### TASK TO CARRY OUT
Write out, word for word, the first line of the data below and every line after it through the one containing "#[async_trait]".

### INFORMATION SHOWN
•••
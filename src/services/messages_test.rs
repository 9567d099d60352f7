use super::*;
use crate::frame::{Frame, SYSCALL_NEW_MESSAGE};
use crate::services::auth::QueryParamResolver;
use crate::services::registry::ConnectionHandle;
use crate::services::store::MessageStore;
use crate::state::{SessionLimits, test_helpers};
use async_trait::async_trait;
use std::sync::Arc;
use std::time::Duration;
use tokio::sync::mpsc;

struct FailingStore;

#[async_trait]
impl MessageStore for FailingStore {
    async fn create(&self, _: &UserId, _: &UserId, _: MessageContent) -> Result<Message, StoreError> {
        Err(StoreError::Database(sqlx::Error::PoolTimedOut))
    }

    async fn conversation(&self, _: &UserId, _: &UserId) -> Result<Vec<Message>, StoreError> {
        Err(StoreError::Database(sqlx::Error::PoolTimedOut))
    }
}

fn user(raw: &str) -> UserId {
    UserId::new(raw)
}

fn connect(state: &AppState, identity: &str) -> mpsc::Receiver<Frame> {
    let (tx, rx) = mpsc::channel(16);
    state.registry.register(&user(identity), ConnectionHandle::new(tx));
    rx
}

#[tokio::test]
async fn send_persists_and_pushes_to_receiver() {
    let state = test_helpers::test_app_state();
    let mut rx = connect(&state, "bob");

    let message = send_message(&state, &user("alice"), &user("bob"), MessageContent::text(" hi "))
        .await
        .expect("send should succeed");

    assert_eq!(message.content.text.as_deref(), Some("hi"));
    let frame = rx.try_recv().expect("receiver should get a push");
    assert_eq!(frame.syscall, SYSCALL_NEW_MESSAGE);
    assert_eq!(frame.from.as_deref(), Some("alice"));
    assert!(rx.try_recv().is_err(), "exactly one push per send");

    let history = conversation(&state, &user("bob"), &user("alice")).await.expect("history");
    assert_eq!(history, vec![message]);
}

#[tokio::test]
async fn send_to_offline_receiver_still_persists() {
    let state = test_helpers::test_app_state();

    let message = send_message(&state, &user("alice"), &user("bob"), MessageContent::text("later"))
        .await
        .expect("offline receiver is not an error");

    let history = conversation(&state, &user("alice"), &user("bob")).await.expect("history");
    assert_eq!(history.len(), 1);
    assert_eq!(history[0].id, message.id);
}

#[tokio::test]
async fn blank_content_is_rejected_before_store() {
    let state = test_helpers::test_app_state();
    let mut rx = connect(&state, "bob");

    let err = send_message(&state, &user("alice"), &user("bob"), MessageContent::text("   "))
        .await
        .expect_err("blank content must fail");

    assert!(matches!(err, SendError::EmptyContent));
    assert_eq!(err.error_code(), "E_EMPTY_MESSAGE");
    assert!(!err.retryable());
    assert!(rx.try_recv().is_err());
    assert!(conversation(&state, &user("alice"), &user("bob")).await.expect("history").is_empty());
}

#[tokio::test]
async fn failed_write_delivers_nothing() {
    let state = AppState::new(
        Arc::new(FailingStore),
        Arc::new(QueryParamResolver::new("user_id")),
        SessionLimits { idle_timeout: Duration::from_secs(30), queue_capacity: 8 },
    );
    let mut rx = connect(&state, "bob");

    let err = send_message(&state, &user("alice"), &user("bob"), MessageContent::text("hi"))
        .await
        .expect_err("store failure must surface");

    assert!(matches!(err, SendError::Store(_)));
    assert_eq!(err.error_code(), "E_DATABASE");
    assert!(err.retryable());
    assert!(rx.try_recv().is_err());
}

#[tokio::test]
async fn sequential_sends_arrive_in_persistence_order() {
    let state = test_helpers::test_app_state();
    let mut rx = connect(&state, "bob");

    let mut sent = Vec::new();
    for text in ["one", "two", "three"] {
        sent.push(
            send_message(&state, &user("alice"), &user("bob"), MessageContent::text(text))
                .await
                .expect("send")
                .id
                .to_string(),
        );
    }

    let mut received = Vec::new();
    while let Ok(frame) = rx.try_recv() {
        received.push(frame.data.get("id").and_then(|v| v.as_str()).map(str::to_owned).expect("message id"));
    }
    assert_eq!(received, sent);
}
use std::sync::Arc;

use courier::config::{AuthMode, ServerConfig};
use courier::services::auth::{IdentityResolver, QueryParamResolver, SessionTokenResolver};
use courier::services::store::{MemoryMessageStore, MessageStore, PgMessageStore};
use courier::state::{AppState, SessionLimits};
use courier::{db, routes};

#[tokio::main]
async fn main() {
    tracing_subscriber::fmt::init();
    if let Err(e) = dotenvy::dotenv() {
        tracing::debug!(error = %e, "no .env file loaded");
    }

    let config = ServerConfig::from_env();

    let (store, auth): (Arc<dyn MessageStore>, Arc<dyn IdentityResolver>) = match &config.database_url {
        Some(url) => {
            let pool = db::init_pool(url, config.db_max_connections)
                .await
                .expect("database init failed");
            let store: Arc<dyn MessageStore> = Arc::new(PgMessageStore::new(pool.clone()));
            let auth: Arc<dyn IdentityResolver> = match config.auth_mode {
                AuthMode::Session => Arc::new(SessionTokenResolver::new(pool)),
                AuthMode::Query => Arc::new(QueryParamResolver::new(config.auth_query_param.clone())),
            };
            (store, auth)
        }
        None => {
            if config.auth_mode == AuthMode::Session {
                tracing::warn!("AUTH_MODE=session needs DATABASE_URL; falling back to query auth");
            }
            tracing::warn!("DATABASE_URL not set; messages are kept in memory only");
            let store: Arc<dyn MessageStore> = Arc::new(MemoryMessageStore::new());
            let auth: Arc<dyn IdentityResolver> = Arc::new(QueryParamResolver::new(config.auth_query_param.clone()));
            (store, auth)
        }
    };

    let state = AppState::new(store, auth, SessionLimits::from(&config));
    let app = routes::app(state.clone(), &config);

    let port = config.port;
    let listener = tokio::net::TcpListener::bind(format!("0.0.0.0:{port}"))
        .await
        .expect("failed to bind");

    tracing::info!(%port, auth_mode = ?config.auth_mode, "courier listening");
    axum::serve(listener, app)
        .with_graceful_shutdown(shutdown_signal(state))
        .await
        .expect("server failed");
}

async fn shutdown_signal(state: AppState) {
    if let Err(e) = tokio::signal::ctrl_c().await {
        tracing::error!(error = %e, "failed to listen for shutdown signal");
        return;
    }
    tracing::info!("shutdown requested; closing sessions");
    state.begin_shutdown();
}
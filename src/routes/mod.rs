//! Router assembly.
//!
//! SYSTEM CONTEXT
//! ==============
//! One Axum router serves the websocket admission endpoint and the small
//! JSON API clients use for history, sends, and a presence read.

pub mod auth;
pub mod messages;
pub mod ws;

use axum::Router;
use axum::http::{HeaderValue, StatusCode};
use axum::routing::{get, post};
use tower_http::cors::{AllowOrigin, Any, CorsLayer};
use tower_http::trace::TraceLayer;
use tracing::warn;

use crate::config::ServerConfig;
use crate::state::AppState;

/// Full application router.
pub fn app(state: AppState, config: &ServerConfig) -> Router {
    Router::new()
        .route("/api/ws", get(ws::handle_ws))
        .route("/api/messages/{partner}", get(messages::history))
        .route("/api/messages/send/{receiver}", post(messages::send))
        .route("/api/presence", get(messages::presence))
        .route("/healthz", get(healthz))
        .layer(cors_layer(config.cors_origin.as_deref()))
        .layer(TraceLayer::new_for_http())
        .with_state(state)
}

fn cors_layer(origin: Option<&str>) -> CorsLayer {
    let allow_origin = match origin.map(HeaderValue::from_str) {
        Some(Ok(value)) => AllowOrigin::exact(value),
        Some(Err(e)) => {
            warn!(error = %e, "CORS_ORIGIN is not a valid header value; allowing any origin");
            AllowOrigin::any()
        }
        None => AllowOrigin::any(),
    };

    CorsLayer::new()
        .allow_origin(allow_origin)
        .allow_methods(Any)
        .allow_headers(Any)
}

async fn healthz() -> StatusCode {
    StatusCode::OK
}
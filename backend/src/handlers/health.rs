//! Health check handler

use axum::Json;
use chrono::Utc;
use serde::Serialize;

#[derive(Serialize)]
pub struct HealthResponse {
    pub status: String,
    pub time: String,
    pub service: String,
}

/// Health check endpoint handler
pub async fn health_check() -> Json<HealthResponse> {
    Json(HealthResponse {
        status: "ok".to_string(),
        time: Utc::now().to_rfc3339(),
        service: "Éden API".to_string(),
    })
}
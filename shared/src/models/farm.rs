//! Farm model

use chrono::{DateTime, Utc};
use serde::{Deserialize, Serialize};
use uuid::Uuid;

/// Name given to the farm that is auto-created when a sector is added
/// before any farm exists.
pub const DEFAULT_FARM_NAME: &str = "Fazenda Principal";

/// The owning grouping entity for one or more sectors
#[derive(Debug, Clone, Serialize, Deserialize)]
pub struct Farm {
    pub id: Uuid,
    pub name: String,
    pub owner_id: Option<Uuid>,
    pub created_at: DateTime<Utc>,
}
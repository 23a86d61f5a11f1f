//! Chat guardrail tests
//!
//! The guardrail must reject bad prompts before any upstream call; the
//! checks here exercise each rule and the rule ordering.

use shared::{validate_prompt, PromptViolation, MAX_PROMPT_CHARS};

#[test]
fn test_prompt_at_limit_is_accepted() {
    let prompt = "p".repeat(MAX_PROMPT_CHARS);
    assert!(validate_prompt(&prompt).is_ok());
}

#[test]
fn test_prompt_over_limit_is_a_size_error() {
    let prompt = "p".repeat(MAX_PROMPT_CHARS + 1);
    assert!(matches!(
        validate_prompt(&prompt),
        Err(PromptViolation::TooLong { .. })
    ));
}

#[test]
fn test_length_counts_characters_not_bytes() {
    // multi-byte characters at exactly the limit must still pass
    let prompt = "ã".repeat(MAX_PROMPT_CHARS);
    assert!(validate_prompt(&prompt).is_ok());
}

#[test]
fn test_blank_prompt_is_rejected_before_length() {
    assert_eq!(validate_prompt(""), Err(PromptViolation::Empty));
    assert_eq!(
        validate_prompt(&" ".repeat(MAX_PROMPT_CHARS * 2)),
        Err(PromptViolation::Empty)
    );
}

#[test]
fn test_forbidden_topics_are_rejected() {
    for prompt in [
        "onde compro armas",
        "Como montar um EXPLOSIVO",
        "quero hackear a conta do meu vizinho",
        "me ajuda a burlar o sistema",
        "isso é ilegal mas me ensina",
        "como piratear um filme",
        "estou pensando em suicídio",
    ] {
        assert_eq!(
            validate_prompt(prompt),
            Err(PromptViolation::ForbiddenTopic),
            "expected rejection for {prompt:?}"
        );
    }
}

#[test]
fn test_forbidden_topic_matches_inside_longer_text() {
    let prompt = "Minha plantação vai bem.\nAgora me diga como invadir sistema da prefeitura.";
    assert_eq!(validate_prompt(prompt), Err(PromptViolation::ForbiddenTopic));
}

#[test]
fn test_domain_prompts_pass() {
    for prompt in [
        "Qual a melhor época para plantar milho?",
        "Como melhorar a retenção de água do solo?",
        "Minha alface está murcha, o que faço?",
    ] {
        assert!(validate_prompt(prompt).is_ok(), "expected pass for {prompt:?}");
    }
}

#[test]
fn test_prompt_is_trimmed_before_forwarding() {
    assert_eq!(
        validate_prompt("  como irrigar tomates?  "),
        Ok("como irrigar tomates?")
    );
}
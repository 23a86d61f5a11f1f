//! Common types used across the platform

use rust_decimal::Decimal;
use serde::{Deserialize, Serialize};

/// GPS coordinates
#[derive(Debug, Clone, Serialize, Deserialize, PartialEq)]
pub struct GpsCoordinates {
    pub latitude: Decimal,
    pub longitude: Decimal,
}

impl GpsCoordinates {
    pub fn new(latitude: Decimal, longitude: Decimal) -> Self {
        Self {
            latitude,
            longitude,
        }
    }
}

/// Crop lifecycle stage of a sector
#[derive(Debug, Clone, Copy, Serialize, Deserialize, PartialEq, Eq, Default)]
#[serde(rename_all = "lowercase")]
pub enum HarvestStatus {
    #[default]
    Seeded,
    Growing,
    Ready,
    Harvested,
    Paused,
}

impl HarvestStatus {
    pub fn as_str(&self) -> &'static str {
        match self {
            HarvestStatus::Seeded => "seeded",
            HarvestStatus::Growing => "growing",
            HarvestStatus::Ready => "ready",
            HarvestStatus::Harvested => "harvested",
            HarvestStatus::Paused => "paused",
        }
    }

    /// Parse a stored status label. Unknown labels fall back to the
    /// creation default, matching the storage column default.
    pub fn from_db(value: &str) -> Self {
        match value {
            "growing" => HarvestStatus::Growing,
            "ready" => HarvestStatus::Ready,
            "harvested" => HarvestStatus::Harvested,
            "paused" => HarvestStatus::Paused,
            _ => HarvestStatus::Seeded,
        }
    }
}

/// Author of a chat turn
#[derive(Debug, Clone, Copy, Serialize, Deserialize, PartialEq, Eq)]
#[serde(rename_all = "lowercase")]
pub enum ChatRole {
    User,
    Model,
}

impl ChatRole {
    pub fn as_str(&self) -> &'static str {
        match self {
            ChatRole::User => "user",
            ChatRole::Model => "model",
        }
    }

    pub fn from_db(value: &str) -> Self {
        match value {
            "model" => ChatRole::Model,
            _ => ChatRole::User,
        }
    }
}
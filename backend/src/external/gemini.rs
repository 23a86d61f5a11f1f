//! Gemini generateContent client
//!
//! Thin wrapper over the Google generative-language REST API. Holds the
//! fixed persona, safety thresholds and generation parameters; the chat
//! service owns history windowing and guardrails.

use base64::{engine::general_purpose::STANDARD as BASE64, Engine as _};
use reqwest::Client;
use serde::{Deserialize, Serialize};
use shared::ChatMessage;

use crate::error::{AppError, AppResult};

/// Persona and behavior rules forwarded as the system instruction
pub const SYSTEM_PROMPT: &str = "\
Você é o Adan AI, assistente agrícola do Éden.
Objetivo: orientar produtores com dicas práticas sobre manejo, irrigação, pragas, clima e boas práticas agrícolas.

Regras de comportamento:
- Responda SEMPRE em português do Brasil.
- Seja breve, clara, organizada (use listas quando útil) e prática.
- Se o usuário pedir algo fora de agricultura ou que envolva riscos, leis, medicina, finanças ou instruções perigosas, recuse gentilmente e redirecione para temas agrícolas.
- Não invente dados. Se não souber, diga que não tem certeza e sugira caminhos confiáveis.
- Incentive segurança no trabalho rural e uso responsável de insumos.
- Use emojis para ilustrar sua resposta.
- Caso o usuário diga uma palavra estranha, confirme com ele o que quer dizer, dê duas opções.
";

/// Instruction used when transcribing an audio clip
const TRANSCRIBE_PROMPT: &str = "Transcreva o áudio acima para texto em português brasileiro. \
                                 Retorne apenas o texto transcrito.";

const SAFETY_CATEGORIES: [&str; 5] = [
    "HARM_CATEGORY_HARASSMENT",
    "HARM_CATEGORY_HATE_SPEECH",
    "HARM_CATEGORY_SEXUALLY_EXPLICIT",
    "HARM_CATEGORY_DANGEROUS_CONTENT",
    "HARM_CATEGORY_CIVIC_INTEGRITY",
];

/// Gemini API client
#[derive(Clone)]
pub struct GeminiClient {
    http_client: Client,
    api_key: String,
    base_url: String,
    model: String,
}

#[derive(Debug, Serialize)]
#[serde(rename_all = "camelCase")]
struct GenerateContentRequest {
    #[serde(skip_serializing_if = "Option::is_none")]
    system_instruction: Option<Content>,
    #[serde(skip_serializing_if = "Vec::is_empty")]
    safety_settings: Vec<SafetySetting>,
    generation_config: GenerationConfig,
    contents: Vec<Content>,
}

#[derive(Debug, Serialize)]
struct Content {
    role: String,
    parts: Vec<Part>,
}

#[derive(Debug, Serialize)]
#[serde(rename_all = "camelCase")]
struct Part {
    #[serde(skip_serializing_if = "Option::is_none")]
    text: Option<String>,
    #[serde(skip_serializing_if = "Option::is_none")]
    inline_data: Option<InlineData>,
}

impl Part {
    fn text(text: impl Into<String>) -> Self {
        Self {
            text: Some(text.into()),
            inline_data: None,
        }
    }

    fn inline_data(mime_type: String, data: String) -> Self {
        Self {
            text: None,
            inline_data: Some(InlineData { mime_type, data }),
        }
    }
}

#[derive(Debug, Serialize)]
#[serde(rename_all = "camelCase")]
struct InlineData {
    mime_type: String,
    data: String,
}

#[derive(Debug, Serialize)]
struct SafetySetting {
    category: String,
    threshold: String,
}

#[derive(Debug, Default, Serialize)]
#[serde(rename_all = "camelCase")]
struct GenerationConfig {
    temperature: f64,
    #[serde(skip_serializing_if = "Option::is_none")]
    top_p: Option<f64>,
    #[serde(skip_serializing_if = "Option::is_none")]
    top_k: Option<u32>,
    max_output_tokens: u32,
    #[serde(skip_serializing_if = "Option::is_none")]
    response_mime_type: Option<String>,
}

#[derive(Debug, Deserialize)]
struct GenerateContentResponse {
    candidates: Option<Vec<Candidate>>,
}

#[derive(Debug, Deserialize)]
struct Candidate {
    content: Option<CandidateContent>,
}

#[derive(Debug, Deserialize)]
struct CandidateContent {
    parts: Option<Vec<CandidatePart>>,
}

#[derive(Debug, Deserialize)]
struct CandidatePart {
    text: Option<String>,
}

impl GenerateContentResponse {
    fn first_text(self) -> Option<String> {
        self.candidates?
            .into_iter()
            .next()?
            .content?
            .parts?
            .into_iter()
            .next()?
            .text
    }
}

#[derive(Debug, Deserialize)]
struct UpstreamErrorBody {
    error: Option<UpstreamErrorDetail>,
}

#[derive(Debug, Deserialize)]
struct UpstreamErrorDetail {
    message: Option<String>,
}

impl GeminiClient {
    /// Create a new GeminiClient
    pub fn new(api_key: String, model: String) -> Self {
        Self::with_base_url(
            api_key,
            model,
            "https://generativelanguage.googleapis.com/v1beta".to_string(),
        )
    }

    /// Create a new GeminiClient with custom base URL (for testing)
    pub fn with_base_url(api_key: String, model: String, base_url: String) -> Self {
        let http_client = Client::builder()
            .timeout(std::time::Duration::from_secs(60))
            .build()
            .expect("Failed to create HTTP client");

        Self {
            http_client,
            api_key,
            base_url,
            model,
        }
    }

    /// Forward a conversation plus the new user turn and return the
    /// model's reply.
    pub async fn chat(&self, history: &[ChatMessage], prompt: &str) -> AppResult<String> {
        let mut contents: Vec<Content> = history
            .iter()
            .map(|m| Content {
                role: m.role.as_str().to_string(),
                parts: vec![Part::text(m.content.clone())],
            })
            .collect();
        contents.push(Content {
            role: "user".to_string(),
            parts: vec![Part::text(prompt)],
        });

        let request = GenerateContentRequest {
            system_instruction: Some(Content {
                role: "system".to_string(),
                parts: vec![Part::text(SYSTEM_PROMPT)],
            }),
            safety_settings: SAFETY_CATEGORIES
                .iter()
                .map(|category| SafetySetting {
                    category: category.to_string(),
                    threshold: "BLOCK_MEDIUM_AND_ABOVE".to_string(),
                })
                .collect(),
            generation_config: GenerationConfig {
                temperature: 0.6,
                top_p: Some(0.9),
                top_k: Some(40),
                max_output_tokens: 800,
                response_mime_type: Some("text/plain".to_string()),
            },
            contents,
        };

        let reply = self
            .generate(&request)
            .await?
            .unwrap_or_else(|| "Sem resposta".to_string());
        Ok(reply)
    }

    /// Transcribe an audio clip by inlining it base64-encoded into a
    /// generateContent call.
    pub async fn transcribe(&self, audio: &[u8], mime_type: &str) -> AppResult<String> {
        // strip ";codecs=..." — the API only accepts the bare mime type
        let mime = mime_type.split(';').next().unwrap_or("audio/webm").trim();
        let mime = if mime.is_empty() { "audio/webm" } else { mime };

        tracing::debug!(
            size = audio.len(),
            mime,
            "forwarding audio for transcription"
        );

        let request = GenerateContentRequest {
            system_instruction: None,
            safety_settings: Vec::new(),
            generation_config: GenerationConfig {
                temperature: 0.1,
                max_output_tokens: 500,
                ..Default::default()
            },
            contents: vec![Content {
                role: "user".to_string(),
                parts: vec![
                    Part::inline_data(mime.to_string(), BASE64.encode(audio)),
                    Part::text(TRANSCRIBE_PROMPT),
                ],
            }],
        };

        let text = self.generate(&request).await?.unwrap_or_default();
        Ok(text.trim().to_string())
    }

    async fn generate(&self, request: &GenerateContentRequest) -> AppResult<Option<String>> {
        let url = format!("{}/models/{}:generateContent", self.base_url, self.model);

        let response = self
            .http_client
            .post(&url)
            .header("x-goog-api-key", &self.api_key)
            .json(request)
            .send()
            .await
            .map_err(|e| AppError::Upstream {
                status: 502,
                message: format!("Gemini request failed: {}", e),
            })?;

        let status = response.status();
        if !status.is_success() {
            let message = response
                .json::<UpstreamErrorBody>()
                .await
                .ok()
                .and_then(|body| body.error)
                .and_then(|detail| detail.message)
                .unwrap_or_else(|| "Erro na API Gemini".to_string());
            tracing::error!(status = status.as_u16(), %message, "Gemini API error");
            return Err(AppError::Upstream {
                status: status.as_u16(),
                message,
            });
        }

        let data: GenerateContentResponse = response.json().await.map_err(|e| {
            AppError::Upstream {
                status: 502,
                message: format!("Failed to parse Gemini response: {}", e),
            }
        })?;

        Ok(data.first_text())
    }
}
•••
### ANSWER TO THIS EXERCISE
filename src/services/messages_test.rs
repository 9567d099d60352f7
use super::*;
use crate::frame::{Frame, SYSCALL_NEW_MESSAGE};
use crate::services::auth::QueryParamResolver;
use crate::services::registry::ConnectionHandle;
use crate::services::store::MessageStore;
use crate::state::{SessionLimits, test_helpers};
use async_trait::async_trait;
use std::sync::Arc;
use std::time::Duration;
use tokio::sync::mpsc;

struct FailingStore;

#[async_trait]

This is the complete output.